*WORK INSTRUCTION*
Restating the data word for word is all that is required.

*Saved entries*
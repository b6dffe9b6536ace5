//! SQLite database adapters for sealed-review.

pub mod bias_model_repository;
pub mod connection;
pub mod migrations;
pub mod review_repository;

pub use bias_model_repository::SqliteBiasModelRepository;
pub use connection::{create_pool, create_test_pool, verify_connection, ConnectionError, PoolConfig};
pub use migrations::{all_embedded_migrations, Migration, MigrationError, Migrator};
pub use review_repository::SqliteReviewRepository;

use chrono::{DateTime, Utc};
use sqlx::SqlitePool;

use crate::domain::errors::{DomainError, DomainResult};
use crate::domain::models::CiphertextHandle;

/// Parse an RFC3339 datetime string from a SQLite row field.
pub fn parse_datetime(s: &str) -> DomainResult<DateTime<Utc>> {
    chrono::DateTime::parse_from_rfc3339(s)
        .map_err(|e| DomainError::SerializationError(e.to_string()))
        .map(|dt| dt.with_timezone(&Utc))
}

/// Parse a hex ciphertext handle from a SQLite row field.
pub fn parse_handle(s: &str) -> DomainResult<CiphertextHandle> {
    CiphertextHandle::from_hex(s)
}

/// Parse an optional hex ciphertext handle from a SQLite row field.
pub fn parse_optional_handle(s: Option<String>) -> DomainResult<Option<CiphertextHandle>> {
    s.as_deref().map(parse_handle).transpose()
}

/// SQLite integers are signed; ids and scores are stored widened.
pub fn to_sql_id(id: u64) -> DomainResult<i64> {
    i64::try_from(id).map_err(|_| DomainError::SerializationError(format!("id {id} out of range")))
}

pub fn from_sql_id(id: i64) -> DomainResult<u64> {
    u64::try_from(id).map_err(|_| DomainError::SerializationError(format!("negative id {id}")))
}

pub fn from_sql_u32(value: i64, column: &str) -> DomainResult<u32> {
    u32::try_from(value)
        .map_err(|_| DomainError::SerializationError(format!("{column} out of range: {value}")))
}

#[derive(Debug, thiserror::Error)]
pub enum DatabaseError {
    #[error("Connection error: {0}")]
    Connection(#[from] ConnectionError),
    #[error("Migration error: {0}")]
    Migration(#[from] MigrationError),
    #[error("Query error: {0}")]
    Query(#[from] sqlx::Error),
}

pub async fn initialize_database(database_url: &str, config: Option<PoolConfig>) -> Result<SqlitePool, DatabaseError> {
    let pool = create_pool(database_url, config).await?;
    let migrator = Migrator::new(pool.clone());
    migrator.run_embedded_migrations(all_embedded_migrations()).await?;
    Ok(pool)
}

/// Create an in-memory test pool with all migrations applied.
pub async fn create_migrated_test_pool() -> Result<SqlitePool, DatabaseError> {
    let pool = create_test_pool().await?;
    let migrator = Migrator::new(pool.clone());
    migrator.run_embedded_migrations(all_embedded_migrations()).await?;
    Ok(pool)
}

#[cfg(test)]
mod tests {
    use super::*;

    #[test]
    fn test_sql_conversions() {
        assert_eq!(to_sql_id(5).unwrap(), 5);
        assert!(to_sql_id(u64::MAX).is_err());
        assert!(from_sql_id(-1).is_err());
        assert_eq!(from_sql_u32(85, "score").unwrap(), 85);
        assert!(from_sql_u32(i64::from(u32::MAX) + 1, "score").is_err());
    }

    #[test]
    fn test_parse_optional_handle() {
        assert_eq!(parse_optional_handle(None).unwrap(), None);
        let hex = CiphertextHandle([4; 32]).to_hex();
        assert_eq!(
            parse_optional_handle(Some(hex)).unwrap(),
            Some(CiphertextHandle([4; 32]))
        );
    }
}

*RESPONSE TO THIS TASK*
repository b6dffe9b6536ace5
//! SQLite database adapters for sealed-review.

pub mod bias_model_repository;
pub mod connection;
pub mod migrations;
pub mod review_repository;

pub use bias_model_repository::SqliteBiasModelRepository;
pub use connection::{create_pool, create_test_pool, verify_connection, ConnectionError, PoolConfig};
pub use migrations::{all_embedded_migrations, Migration, MigrationError, Migrator};
pub use review_repository::SqliteReviewRepository;

use chrono::{DateTime, Utc};
use sqlx::SqlitePool;

use crate::domain::errors::{DomainError, DomainResult};
use crate::domain::models::CiphertextHandle;

/// Parse an RFC3339 datetime string from a SQLite row field.
pub fn parse_datetime(s: &str) -> DomainResult<DateTime<Utc>> {
    chrono::DateTime::parse_from_rfc3339(s)
        .map_err(|e| DomainError::SerializationError(e.to_string()))
        .map(|dt| dt.with_timezone(&Utc))
}

/// Parse a hex ciphertext handle from a SQLite row field.
pub fn parse_handle(s: &str) -> DomainResult<CiphertextHandle> {
    CiphertextHandle::from_hex(s)
}

/// Parse an optional hex ciphertext handle from a SQLite row field.
pub fn parse_optional_handle(s: Option<String>) -> DomainResult<Option<CiphertextHandle>> {
    s.as_deref().map(parse_handle).transpose()
}

/// SQLite integers are signed; ids and scores are stored widened.
pub fn to_sql_id(id: u64) -> DomainResult<i64> {
    i64::try_from(id).map_err(|_| DomainError::SerializationError(format!("id {id} out of range")))
}

pub fn from_sql_id(id: i64) -> DomainResult<u64> {
    u64::try_from(id).map_err(|_| DomainError::SerializationError(format!("negative id {id}")))
}

pub fn from_sql_u32(value: i64, column: &str) -> DomainResult<u32> {
    u32::try_from(value)
        .map_err(|_| DomainError::SerializationError(format!("{column} out of range: {value}")))
}

#[derive(Debug, thiserror::Error)]
pub enum DatabaseError {
    #[error("Connection error: {0}")]
    Connection(#[from] ConnectionError),
    #[error("Migration error: {0}")]
    Migration(#[from] MigrationError),
    #[error("Query error: {0}")]
    Query(#[from] sqlx::Error),
}

pub async fn initialize_database(database_url: &str, config: Option<PoolConfig>) -> Result<SqlitePool, DatabaseError> {
    let pool = create_pool(database_url, config).await?;
    let migrator = Migrator::new(pool.clone());
    migrator.run_embedded_migrations(all_embedded_migrations()).await?;
    Ok(pool)
}

/// Create an in-memory test pool with all migrations applied.
pub async fn create_migrated_test_pool() -> Result<SqlitePool, DatabaseError> {
    let pool = create_test_pool().await?;
    let migrator = Migrator::new(pool.clone());
    migrator.run_embedded_migrations(all_embedded_migrations()).await?;
    Ok(pool)
}

#[cfg(test)]
mod tests {
    use super::*;

    #[test]
    fn test_sql_conversions() {
        assert_eq!(to_sql_id(5).unwrap(), 5);
        assert!(to_sql_id(u64::MAX).is_err());
        assert!(from_sql_id(-1).is_err());
        assert_eq!(from_sql_u32(85, "score").unwrap(), 85);
        assert!(from_sql_u32(i64::from(u32::MAX) + 1, "score").is_err());
    }

    #[test]
    fn test_parse_optional_handle() {
        assert_eq!(parse_optional_handle(None).unwrap(), None);
        let hex = CiphertextHandle([4; 32]).to_hex();
        assert_eq!(
            parse_optional_handle(Some(hex)).unwrap(),
            Some(CiphertextHandle([4; 32]))
        );
    }
}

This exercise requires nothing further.